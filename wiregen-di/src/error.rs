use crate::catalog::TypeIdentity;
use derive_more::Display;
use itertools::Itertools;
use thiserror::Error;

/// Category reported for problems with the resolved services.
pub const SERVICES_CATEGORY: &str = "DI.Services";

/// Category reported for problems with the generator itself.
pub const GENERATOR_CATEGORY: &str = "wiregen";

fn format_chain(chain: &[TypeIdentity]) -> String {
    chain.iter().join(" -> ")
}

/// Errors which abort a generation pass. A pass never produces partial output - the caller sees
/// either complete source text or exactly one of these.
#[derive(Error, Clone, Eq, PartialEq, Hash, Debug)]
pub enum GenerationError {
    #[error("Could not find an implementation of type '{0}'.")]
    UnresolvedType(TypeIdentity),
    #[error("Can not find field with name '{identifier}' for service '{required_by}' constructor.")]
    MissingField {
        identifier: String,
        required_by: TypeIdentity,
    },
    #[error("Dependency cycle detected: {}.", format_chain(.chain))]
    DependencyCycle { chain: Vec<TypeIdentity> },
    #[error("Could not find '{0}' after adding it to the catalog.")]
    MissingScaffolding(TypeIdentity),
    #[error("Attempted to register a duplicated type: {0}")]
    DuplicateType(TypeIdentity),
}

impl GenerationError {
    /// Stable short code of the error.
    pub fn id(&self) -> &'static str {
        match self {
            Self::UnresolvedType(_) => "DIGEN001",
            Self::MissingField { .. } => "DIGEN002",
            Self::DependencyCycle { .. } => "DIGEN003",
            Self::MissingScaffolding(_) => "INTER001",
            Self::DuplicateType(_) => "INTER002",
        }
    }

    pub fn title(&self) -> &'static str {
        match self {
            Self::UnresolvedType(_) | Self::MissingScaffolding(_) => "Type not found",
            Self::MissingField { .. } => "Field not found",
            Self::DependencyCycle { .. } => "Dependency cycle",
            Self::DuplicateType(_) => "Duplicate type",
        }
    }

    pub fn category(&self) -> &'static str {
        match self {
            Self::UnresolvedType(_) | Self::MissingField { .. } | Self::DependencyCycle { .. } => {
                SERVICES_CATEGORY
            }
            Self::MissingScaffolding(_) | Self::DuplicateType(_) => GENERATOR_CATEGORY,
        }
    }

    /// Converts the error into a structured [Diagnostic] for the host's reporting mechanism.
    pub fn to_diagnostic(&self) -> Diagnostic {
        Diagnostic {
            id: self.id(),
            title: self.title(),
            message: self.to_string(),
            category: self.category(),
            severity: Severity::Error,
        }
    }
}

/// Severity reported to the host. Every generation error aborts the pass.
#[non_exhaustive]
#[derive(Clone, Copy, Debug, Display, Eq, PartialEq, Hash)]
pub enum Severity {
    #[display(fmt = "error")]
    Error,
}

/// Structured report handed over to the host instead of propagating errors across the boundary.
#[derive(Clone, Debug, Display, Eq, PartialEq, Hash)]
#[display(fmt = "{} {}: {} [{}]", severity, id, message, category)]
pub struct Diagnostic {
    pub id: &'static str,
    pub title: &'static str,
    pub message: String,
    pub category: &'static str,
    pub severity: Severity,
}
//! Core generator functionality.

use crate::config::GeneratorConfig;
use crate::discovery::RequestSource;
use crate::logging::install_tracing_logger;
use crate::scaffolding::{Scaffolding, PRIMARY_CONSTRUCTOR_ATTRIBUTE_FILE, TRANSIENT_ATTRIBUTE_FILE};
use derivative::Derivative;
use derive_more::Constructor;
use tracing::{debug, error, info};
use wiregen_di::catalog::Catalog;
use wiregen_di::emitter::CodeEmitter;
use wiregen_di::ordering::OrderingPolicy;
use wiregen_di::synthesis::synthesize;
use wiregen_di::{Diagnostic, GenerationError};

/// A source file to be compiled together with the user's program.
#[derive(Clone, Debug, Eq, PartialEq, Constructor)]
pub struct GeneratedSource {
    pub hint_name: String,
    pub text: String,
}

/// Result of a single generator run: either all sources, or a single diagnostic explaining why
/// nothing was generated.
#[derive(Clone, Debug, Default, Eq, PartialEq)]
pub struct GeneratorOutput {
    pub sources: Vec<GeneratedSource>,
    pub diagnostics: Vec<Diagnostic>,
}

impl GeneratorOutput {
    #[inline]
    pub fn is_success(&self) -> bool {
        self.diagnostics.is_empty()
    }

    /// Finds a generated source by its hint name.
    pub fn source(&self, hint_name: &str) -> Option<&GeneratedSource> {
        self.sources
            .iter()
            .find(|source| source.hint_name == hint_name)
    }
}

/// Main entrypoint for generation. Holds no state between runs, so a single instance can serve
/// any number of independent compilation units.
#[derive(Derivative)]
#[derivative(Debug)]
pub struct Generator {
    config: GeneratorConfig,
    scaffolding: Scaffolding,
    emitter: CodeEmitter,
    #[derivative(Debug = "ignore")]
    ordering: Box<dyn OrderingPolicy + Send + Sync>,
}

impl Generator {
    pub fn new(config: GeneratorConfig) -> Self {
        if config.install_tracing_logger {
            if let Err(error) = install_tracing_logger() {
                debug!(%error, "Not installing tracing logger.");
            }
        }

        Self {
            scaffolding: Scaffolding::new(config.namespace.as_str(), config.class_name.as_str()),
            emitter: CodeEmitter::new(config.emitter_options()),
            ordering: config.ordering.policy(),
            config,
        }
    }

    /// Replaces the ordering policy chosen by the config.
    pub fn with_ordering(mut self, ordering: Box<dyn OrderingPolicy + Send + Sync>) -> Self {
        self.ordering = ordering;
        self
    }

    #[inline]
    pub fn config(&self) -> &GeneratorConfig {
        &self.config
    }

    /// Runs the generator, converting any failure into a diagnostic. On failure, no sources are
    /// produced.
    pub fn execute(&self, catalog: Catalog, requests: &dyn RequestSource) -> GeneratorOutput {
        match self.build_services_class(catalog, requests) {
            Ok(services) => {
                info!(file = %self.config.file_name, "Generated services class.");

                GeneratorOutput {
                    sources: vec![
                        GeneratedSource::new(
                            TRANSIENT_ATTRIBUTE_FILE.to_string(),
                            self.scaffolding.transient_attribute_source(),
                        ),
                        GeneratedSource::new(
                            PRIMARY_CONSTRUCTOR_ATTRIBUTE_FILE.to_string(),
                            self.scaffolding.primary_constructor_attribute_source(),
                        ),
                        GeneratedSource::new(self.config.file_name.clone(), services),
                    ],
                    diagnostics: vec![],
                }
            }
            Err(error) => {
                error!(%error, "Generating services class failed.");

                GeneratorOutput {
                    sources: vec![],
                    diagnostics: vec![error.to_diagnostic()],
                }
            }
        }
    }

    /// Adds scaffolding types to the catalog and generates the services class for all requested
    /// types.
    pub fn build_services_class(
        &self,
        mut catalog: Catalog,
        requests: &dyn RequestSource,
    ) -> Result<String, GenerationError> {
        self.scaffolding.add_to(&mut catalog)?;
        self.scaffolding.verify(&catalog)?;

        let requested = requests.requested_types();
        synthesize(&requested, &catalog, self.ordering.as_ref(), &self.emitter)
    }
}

◆ **ABOUT THIS EXERCISE**: Filter the data above by the word "Send" and copy every line that matches.

◆ **ANSWER SPACE**:
    ordering: Box<dyn OrderingPolicy + Send + Sync>,
    pub fn with_ordering(mut self, ordering: Box<dyn OrderingPolicy + Send + Sync>) -> Self {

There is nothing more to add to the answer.